Friday, January 18, 2008

College Hill Breakfast Club

Breafast at Tiffany's? How about Louies' over on Brooke Street? Tuesdays at nine these days, with sessions that last well past ten and sometimes later. Usually Sean and John. And then a cast of several more. Phil, the Keiths, Gerry. And Sally shows up often in the but for her nearly all boys club. The coffee is truly terrible. The rest is fine. The service is familiar. The music classical and the zeitgeist completely unpretentious. Despite lackluster food, the place grows on you. I am now a regular. Last week I invited several new people to come, and none of the regulars showed up except for myself and the two Wheeler School parents I met the weekend before at a fundraising event. "Come to breakfast with Sean" who they know well and obviously liked. It felt like a bait and switch manuever when neither Sean nor John arrived. It was my very own breakfast table at Louies this day. Sally came near the end. I hope they will return.

2008 The More Things Change...

Is is possible that nearly a year's gone by, and there are no new blog entries? I think not. I have written several which have disappeared. So much remains unchanged, however, that it would appear that Time for Change has stalled. Am I in living limbo? It seems possible. No work; no opportunities; no direction home--"like a complete unknown." I am baffled entirely. It is as though there is a governor that checks my speed, an evil damper that throttles my ability to find happiness or achieve security.

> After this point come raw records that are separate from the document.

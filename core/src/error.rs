//! Error types for the library sync layer.
//!
//! # Design
//! Every failure a caller can observe is one `SyncError` variant, so the UI
//! can choose a message and a recovery action (retry, redirect to login,
//! give up) by matching on the kind alone. `NotFound` keeps its own variant
//! because callers routinely branch on "the entity is gone" versus "the
//! server refused."
//!
//! Unknown server tags and orphaned sublocations are not errors: adapters
//! recover from them locally and report them as `AdapterNotice`s.

use thiserror::Error;

/// Errors returned by `ApiClient` and `LibraryApi`.
#[derive(Debug, Clone, PartialEq, Eq, Error)]
pub enum SyncError {
    /// The request exceeded the configured timeout.
    #[error("request to {endpoint} timed out")]
    Timeout { endpoint: String },

    /// The server could not be reached or the connection failed mid-flight.
    #[error("network unreachable: {message}")]
    NetworkUnreachable { message: String },

    /// The response was not a well-formed envelope.
    #[error("protocol violation: {message}")]
    ProtocolViolation { message: String },

    /// The envelope reported `success: false`.
    #[error("server reported failure: {message}")]
    RemoteReportedFailure { message: String },

    /// A `401` survived the single credential refresh.
    #[error("authentication expired")]
    AuthenticationExpired,

    /// The identity provider could not supply or refresh a credential.
    #[error("credential unavailable: {message}")]
    CredentialUnavailable { message: String },

    /// The server returned 404.
    #[error("resource not found")]
    NotFound,

    /// Any other terminal non-2xx status.
    #[error("HTTP {status}: {message}")]
    Status { status: u16, message: String },

    /// The request could not be encoded (body or path segment).
    #[error("serialization failed: {message}")]
    Serialization { message: String },

    /// Unwrapped `data` did not match the expected entity shape.
    #[error("decode failed: {message}")]
    Decode { message: String },
}

impl SyncError {
    pub fn protocol(message: impl Into<String>) -> Self {
        Self::ProtocolViolation { message: message.into() }
    }

    pub fn remote(message: impl Into<String>) -> Self {
        Self::RemoteReportedFailure { message: message.into() }
    }

    pub fn decode(message: impl Into<String>) -> Self {
        Self::Decode { message: message.into() }
    }

    /// Whether repeating the same request later may succeed.
    pub fn is_retryable(&self) -> bool {
        match self {
            Self::Timeout { .. } | Self::NetworkUnreachable { .. } => true,
            Self::Status { status, .. } => *status >= 500,
            _ => false,
        }
    }

    /// Whether the caller should send the user back through sign-in.
    pub fn requires_login(&self) -> bool {
        matches!(
            self,
            Self::AuthenticationExpired | Self::CredentialUnavailable { .. }
        )
    }

    /// Short stable label used as a telemetry field.
    pub fn kind(&self) -> &'static str {
        match self {
            Self::Timeout { .. } => "timeout",
            Self::NetworkUnreachable { .. } => "network_unreachable",
            Self::ProtocolViolation { .. } => "protocol_violation",
            Self::RemoteReportedFailure { .. } => "remote_reported_failure",
            Self::AuthenticationExpired => "authentication_expired",
            Self::CredentialUnavailable { .. } => "credential_unavailable",
            Self::NotFound => "not_found",
            Self::Status { .. } => "status",
            Self::Serialization { .. } => "serialization",
            Self::Decode { .. } => "decode",
        }
    }
}
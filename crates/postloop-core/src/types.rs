use std::collections::BTreeMap;
use std::fmt;

use chrono::{DateTime, Utc};
use serde::{Deserialize, Serialize};
use uuid::Uuid;

use crate::error::CoreError;

/// Identifier of the tenant that owns schedules, posts and credentials.
#[derive(Debug, Clone, PartialEq, Eq, Hash, PartialOrd, Ord, Serialize, Deserialize)]
pub struct UserId(pub String);

impl UserId {
    pub fn new() -> Self {
        // UUIDv7 is time-sortable, which keeps per-user log lines easy to correlate
        Self(Uuid::now_v7().to_string())
    }

    pub fn as_str(&self) -> &str {
        &self.0
    }
}

impl fmt::Display for UserId {
    fn fmt(&self, f: &mut fmt::Formatter<'_>) -> fmt::Result {
        write!(f, "{}", self.0)
    }
}

impl Default for UserId {
    fn default() -> Self {
        Self::new()
    }
}

impl From<String> for UserId {
    fn from(s: String) -> Self {
        Self(s)
    }
}

impl From<&str> for UserId {
    fn from(s: &str) -> Self {
        Self(s.to_string())
    }
}

/// External publishing platform reachable through a dedicated adapter.
#[derive(Debug, Clone, Copy, PartialEq, Eq, Hash, PartialOrd, Ord, Serialize, Deserialize)]
#[serde(rename_all = "lowercase")]
pub enum ProviderKind {
    Telegram,
    Mastodon,
    Discord,
}

impl ProviderKind {
    pub const ALL: [ProviderKind; 3] = [
        ProviderKind::Telegram,
        ProviderKind::Mastodon,
        ProviderKind::Discord,
    ];

    pub fn as_str(&self) -> &'static str {
        match self {
            ProviderKind::Telegram => "telegram",
            ProviderKind::Mastodon => "mastodon",
            ProviderKind::Discord => "discord",
        }
    }
}

impl fmt::Display for ProviderKind {
    fn fmt(&self, f: &mut fmt::Formatter<'_>) -> fmt::Result {
        f.write_str(self.as_str())
    }
}

impl std::str::FromStr for ProviderKind {
    type Err = CoreError;

    fn from_str(s: &str) -> std::result::Result<Self, Self::Err> {
        match s.trim().to_ascii_lowercase().as_str() {
            "telegram" => Ok(ProviderKind::Telegram),
            "mastodon" => Ok(ProviderKind::Mastodon),
            "discord" => Ok(ProviderKind::Discord),
            other => Err(CoreError::UnknownProvider(other.to_string())),
        }
    }
}

/// One media file attached to a post.
///
/// Uploading is handled elsewhere; an asset only becomes deliverable once
/// the upload has produced a public URL.
#[derive(Debug, Clone, PartialEq, Eq, Serialize, Deserialize)]
pub struct MediaAsset {
    pub url: String,
    #[serde(default, skip_serializing_if = "Option::is_none")]
    pub mime_type: Option<String>,
    #[serde(default, skip_serializing_if = "Option::is_none")]
    pub alt_text: Option<String>,
}

impl MediaAsset {
    pub fn new(url: impl Into<String>) -> Self {
        Self {
            url: url.into(),
            mime_type: None,
            alt_text: None,
        }
    }

    pub fn is_deliverable(&self) -> bool {
        !self.url.trim().is_empty()
    }
}

/// A content item ("post") from the user's library.
#[derive(Debug, Clone, PartialEq, Eq, Serialize, Deserialize)]
pub struct ContentItem {
    pub id: String,
    pub user_id: UserId,
    /// Default text used when no provider-specific payload exists.
    #[serde(default)]
    pub caption: Option<String>,
    /// Ordered media assets; the first deliverable one is published.
    #[serde(default)]
    pub assets: Vec<MediaAsset>,
    /// Per-provider text overrides.
    #[serde(default)]
    pub texts: BTreeMap<ProviderKind, String>,
    pub created_at: DateTime<Utc>,
}

impl ContentItem {
    pub fn has_deliverable_asset(&self) -> bool {
        self.assets.iter().any(MediaAsset::is_deliverable)
    }

    pub fn primary_asset(&self) -> Option<&MediaAsset> {
        self.assets.iter().find(|a| a.is_deliverable())
    }

    /// Text for `kind`, falling back to the default caption.
    pub fn text_for(&self, kind: ProviderKind) -> Option<&str> {
        self.texts
            .get(&kind)
            .map(String::as_str)
            .or(self.caption.as_deref())
            .filter(|t| !t.trim().is_empty())
    }
}
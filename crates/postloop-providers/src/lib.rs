//! `postloop-providers` — publishing adapters for external platforms.
//!
//! Each platform implements [`Provider`]. The [`ProviderRegistry`] pairs the
//! registered adapters with a [`CredentialStore`] so callers never touch
//! secret material: they ask which providers a user has configured and then
//! publish through the registry.

pub mod credentials;
pub mod discord;
pub mod error;
pub mod http;
pub mod mastodon;
pub mod provider;
pub mod registry;
pub mod telegram;
pub mod types;

pub use credentials::{CredentialStore, SqliteCredentialStore};
pub use error::ProviderError;
pub use provider::Provider;
pub use registry::ProviderRegistry;
pub use types::{Credentials, Receipt};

Not endorsing theories that accept any exogenous control, the God within me, in other words my own spirit, must be responsible for the stress and frustration which characterize my fifties. I have to take charge of my life, living among so much opportunity. In a life we can only live once, this limbo must now come to an end; change, new direction, full immersion are needed. There is no such thing as "time to spare" or waste. Imagine, if it works out that there is time to reflect, looking back at 'the end' to review what all this will have turned out to be in the context of this one privileged life. Drifting. Absorbing, hopefully, and moving on to process what I have learned. Who knows?

Friday, March 02, 2007

The Metaphor

The Chinese Chest. It sat in the living room. It is long gone, its contents emptied. But they exist within my cranium, my memory, wherever it resides within. I try to remember it photographically, but the images are collaged, layers upon layers. The truth is not photographic; it is better. Photographs, we know, can lie.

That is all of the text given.